B-Tree — Professional Level¶
Audience: Engineers building storage engines, query optimizers, or high-throughput indexed systems. Prerequisite:
senior.md.
This document is concerned with what happens after you have already implemented a correct B-tree and now you need it to be fast: cache-conscious node layout, vectorized scanning inside a node, the buffer-managed vs mmap'd trade-off, the LSM-tree alternative, adaptive radix trees as hot-page replacements, write-ahead logging interaction, index-organized tables, and notes on modern storage engines.
1. Cache-Conscious Node Layout¶
The B-tree's headline win comes from packing many keys per page. Inside that page, the secondary win comes from packing many keys per CPU cache line.
The numbers¶
Modern x86-64 CPUs use 64-byte cache lines. A 4 KB page holds 64 cache lines. If a node has 256 8-byte keys, that's 2 KB of key data — 32 cache lines just for keys, plus another 32 for child pointers if you store them adjacently. A linear scan touches each cache line once; a binary search touches log₂(256) = 8, but at unpredictable offsets — each comparison is a cache miss until the page is fully warm.
Structure-of-arrays vs array-of-structs¶
// AoS (naive):
struct Entry { uint64_t key; uint64_t child_ptr; };
struct Node { Entry entries[2 * T - 1]; uint16_t n; bool leaf; };
// SoA (cache-friendly):
struct Node {
uint64_t keys[2 * T - 1];
uint64_t children[2 * T];
uint16_t n;
bool leaf;
};
Binary-searching the SoA version touches only the keys array — half the cache lines. The children are not pulled in until you have decided which subtree to enter. 2× speedup on a hot in-memory B-tree is typical for this change alone.
"Eytzinger" layout for in-RAM search trees¶
For purely in-memory B-trees that never spill to disk, Khuong & Morin (2017, "Array Layouts for Comparison-Based Searching") showed that an Eytzinger / level-order layout — store the implicit binary tree of a sorted array breadth-first — gives 2-4× faster lookups than std::lower_bound due to perfect cache prefetcher prediction. The idea generalizes to B-trees: instead of storing children by pointer, store the whole subtree's keys in a contiguous level-order block. This is what Algolia's instantsearch uses for autocompletion indexes; what Roaring Bitmaps uses internally; and what some modern OLAP engines use for their dictionary indexes.

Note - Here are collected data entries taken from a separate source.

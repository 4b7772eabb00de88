use async_trait::async_trait;

use crate::error::Result;
use crate::models::{HealthStatus, QueryRequest, QueryResponse};

/// A service that answers questions against an indexed document collection.
#[async_trait]
pub trait AnsweringService: Send + Sync {
    /// Ask one question; resolves once with the complete answer.
    async fn query(&self, request: &QueryRequest) -> Result<QueryResponse>;

    /// Check that the service is up.
    async fn health(&self) -> Result<HealthStatus>;
}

Slotted page layout (the database convention)¶
Real database pages are not homogeneous arrays. They use a slotted page layout:
+--------------------------------------------------+
| header (page LSN, flags, checksum) |
+----+----+----+--------------------------+--------+
| s0 | s1 | s2 | ... free space | k2|k1|k0|
+----+----+----+--------------------------+--------+
^ ^ ^ ^ ^ ^
| | +-- offset of key 2 (variable) +--+--+-- keys grow right-to-left
| +-- offset of key 1 (variable size)
+-- offset of key 0
Slot pointers grow from the start of the page; variable-length records grow from the end. Inserting and deleting only rewrites the slot directory and the affected record; no global shift. Used by PostgreSQL, InnoDB, SQL Server, Oracle, SQLite, BerkeleyDB — every production B-tree.
2. SIMD Scanning Within a Node¶
For nodes with hundreds of keys, binary search has 8 cache misses but ~8 comparisons. Linear search with SIMD has 0 cache misses (sequential prefetcher loves it) and ~256/16 = 16 SIMD comparisons that retire 4 per cycle. On modern hardware, linear SIMD search beats binary search up to ~512 keys per node.
Polychroniou, Raghavan & Ross (2015, "Rethinking SIMD Vectorization for In-Memory Databases") showed AVX2 / AVX-512 scans of sorted 32-bit keys at 30+ GB/s. The same technique is used in:
- DuckDB's
lower_boundfor sorted columns. - ClickHouse's skip indexes and dictionary lookups.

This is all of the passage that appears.